Items listed in a dataset
........

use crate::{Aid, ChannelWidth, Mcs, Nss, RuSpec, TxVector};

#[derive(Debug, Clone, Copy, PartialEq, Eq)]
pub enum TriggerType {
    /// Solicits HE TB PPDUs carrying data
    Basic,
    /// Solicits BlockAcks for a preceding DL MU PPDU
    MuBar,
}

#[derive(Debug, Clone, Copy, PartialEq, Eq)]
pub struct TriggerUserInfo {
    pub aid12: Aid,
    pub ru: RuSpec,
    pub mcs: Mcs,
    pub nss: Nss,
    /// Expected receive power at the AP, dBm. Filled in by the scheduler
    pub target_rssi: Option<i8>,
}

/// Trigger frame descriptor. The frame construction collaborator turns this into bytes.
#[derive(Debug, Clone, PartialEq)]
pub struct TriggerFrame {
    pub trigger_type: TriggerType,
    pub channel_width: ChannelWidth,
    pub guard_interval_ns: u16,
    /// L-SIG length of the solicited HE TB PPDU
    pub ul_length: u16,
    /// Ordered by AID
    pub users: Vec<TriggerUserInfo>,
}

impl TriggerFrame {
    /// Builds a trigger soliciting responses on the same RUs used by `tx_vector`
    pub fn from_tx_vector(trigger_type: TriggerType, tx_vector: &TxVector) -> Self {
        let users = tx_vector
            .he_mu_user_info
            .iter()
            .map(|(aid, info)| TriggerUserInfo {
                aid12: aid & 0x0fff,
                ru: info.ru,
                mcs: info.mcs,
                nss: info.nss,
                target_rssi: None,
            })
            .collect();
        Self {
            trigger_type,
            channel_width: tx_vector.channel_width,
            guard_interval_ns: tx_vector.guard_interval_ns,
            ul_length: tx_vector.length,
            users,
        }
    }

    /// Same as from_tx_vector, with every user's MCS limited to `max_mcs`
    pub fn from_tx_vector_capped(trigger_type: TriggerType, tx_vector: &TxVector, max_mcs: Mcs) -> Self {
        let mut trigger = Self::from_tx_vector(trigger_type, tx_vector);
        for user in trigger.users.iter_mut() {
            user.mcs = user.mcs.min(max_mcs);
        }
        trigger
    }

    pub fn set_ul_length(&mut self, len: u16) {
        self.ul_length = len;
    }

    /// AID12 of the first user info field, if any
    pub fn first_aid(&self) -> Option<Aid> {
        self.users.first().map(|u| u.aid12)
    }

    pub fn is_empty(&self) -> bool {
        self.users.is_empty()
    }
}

........

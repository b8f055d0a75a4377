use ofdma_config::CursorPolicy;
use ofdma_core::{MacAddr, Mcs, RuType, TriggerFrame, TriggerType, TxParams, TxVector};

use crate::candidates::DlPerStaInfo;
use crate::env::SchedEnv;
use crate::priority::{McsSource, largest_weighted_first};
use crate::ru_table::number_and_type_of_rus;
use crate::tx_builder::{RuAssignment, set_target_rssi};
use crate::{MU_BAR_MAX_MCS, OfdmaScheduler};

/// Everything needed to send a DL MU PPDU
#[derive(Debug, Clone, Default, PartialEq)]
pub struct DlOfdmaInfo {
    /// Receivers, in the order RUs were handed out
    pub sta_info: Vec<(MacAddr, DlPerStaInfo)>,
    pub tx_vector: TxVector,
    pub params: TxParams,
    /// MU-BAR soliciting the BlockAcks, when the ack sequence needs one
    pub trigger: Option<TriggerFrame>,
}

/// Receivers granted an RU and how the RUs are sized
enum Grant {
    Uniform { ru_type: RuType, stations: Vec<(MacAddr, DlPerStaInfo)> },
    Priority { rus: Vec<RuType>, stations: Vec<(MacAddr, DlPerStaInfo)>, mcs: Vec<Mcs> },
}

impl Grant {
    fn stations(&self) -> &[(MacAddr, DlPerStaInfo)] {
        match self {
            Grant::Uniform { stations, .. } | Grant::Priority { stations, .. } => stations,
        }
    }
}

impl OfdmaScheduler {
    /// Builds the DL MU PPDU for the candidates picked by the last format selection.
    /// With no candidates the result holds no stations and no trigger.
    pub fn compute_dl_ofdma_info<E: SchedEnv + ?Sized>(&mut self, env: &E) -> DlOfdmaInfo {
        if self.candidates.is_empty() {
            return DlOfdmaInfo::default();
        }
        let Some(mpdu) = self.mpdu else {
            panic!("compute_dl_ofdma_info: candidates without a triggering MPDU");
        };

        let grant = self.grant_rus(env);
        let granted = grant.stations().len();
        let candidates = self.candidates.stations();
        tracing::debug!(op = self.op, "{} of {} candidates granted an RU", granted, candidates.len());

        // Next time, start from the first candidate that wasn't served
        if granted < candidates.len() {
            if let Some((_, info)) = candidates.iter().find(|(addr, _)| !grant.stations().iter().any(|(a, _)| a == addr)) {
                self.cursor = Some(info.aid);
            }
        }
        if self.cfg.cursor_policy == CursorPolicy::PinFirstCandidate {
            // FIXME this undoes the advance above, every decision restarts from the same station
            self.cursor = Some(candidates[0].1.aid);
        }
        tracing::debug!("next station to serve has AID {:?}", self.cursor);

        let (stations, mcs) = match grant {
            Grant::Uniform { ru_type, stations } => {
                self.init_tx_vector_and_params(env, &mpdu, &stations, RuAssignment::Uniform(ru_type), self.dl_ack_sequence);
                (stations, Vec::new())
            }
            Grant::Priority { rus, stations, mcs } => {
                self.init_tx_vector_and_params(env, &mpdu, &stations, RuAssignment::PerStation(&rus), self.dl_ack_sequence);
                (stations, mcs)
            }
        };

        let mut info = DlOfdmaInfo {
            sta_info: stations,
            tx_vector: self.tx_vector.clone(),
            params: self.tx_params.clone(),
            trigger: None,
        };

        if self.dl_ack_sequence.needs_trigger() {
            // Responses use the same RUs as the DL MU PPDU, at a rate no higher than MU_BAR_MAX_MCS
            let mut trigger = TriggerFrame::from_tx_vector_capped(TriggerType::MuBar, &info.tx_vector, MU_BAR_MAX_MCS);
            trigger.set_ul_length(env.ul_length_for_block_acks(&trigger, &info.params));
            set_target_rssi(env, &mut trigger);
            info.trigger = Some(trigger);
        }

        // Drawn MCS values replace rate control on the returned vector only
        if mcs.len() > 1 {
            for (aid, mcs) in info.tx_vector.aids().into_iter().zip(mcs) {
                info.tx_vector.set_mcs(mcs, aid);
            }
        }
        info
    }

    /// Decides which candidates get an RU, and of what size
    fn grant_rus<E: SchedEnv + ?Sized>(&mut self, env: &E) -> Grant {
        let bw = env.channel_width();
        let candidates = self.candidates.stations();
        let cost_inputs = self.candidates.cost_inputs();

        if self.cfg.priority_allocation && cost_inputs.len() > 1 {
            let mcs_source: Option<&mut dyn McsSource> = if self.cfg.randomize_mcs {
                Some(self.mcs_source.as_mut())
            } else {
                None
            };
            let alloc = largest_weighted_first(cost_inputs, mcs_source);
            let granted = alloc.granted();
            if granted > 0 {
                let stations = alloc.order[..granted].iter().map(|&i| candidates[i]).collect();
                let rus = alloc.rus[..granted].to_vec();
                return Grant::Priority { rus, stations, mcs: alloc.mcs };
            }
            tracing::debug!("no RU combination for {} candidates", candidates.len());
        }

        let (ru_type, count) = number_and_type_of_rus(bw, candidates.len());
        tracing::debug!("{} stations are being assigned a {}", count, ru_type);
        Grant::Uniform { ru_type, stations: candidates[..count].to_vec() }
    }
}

........

▶ Work item: Check the records above and copy each line that has the string "MacAddr".

▶ Task response:
use ofdma_core::{MacAddr, Mcs, RuType, TriggerFrame, TriggerType, TxParams, TxVector};
    pub sta_info: Vec<(MacAddr, DlPerStaInfo)>,
    Uniform { ru_type: RuType, stations: Vec<(MacAddr, DlPerStaInfo)> },
    Priority { rus: Vec<RuType>, stations: Vec<(MacAddr, DlPerStaInfo)>, mcs: Vec<Mcs> },
    fn stations(&self) -> &[(MacAddr, DlPerStaInfo)] {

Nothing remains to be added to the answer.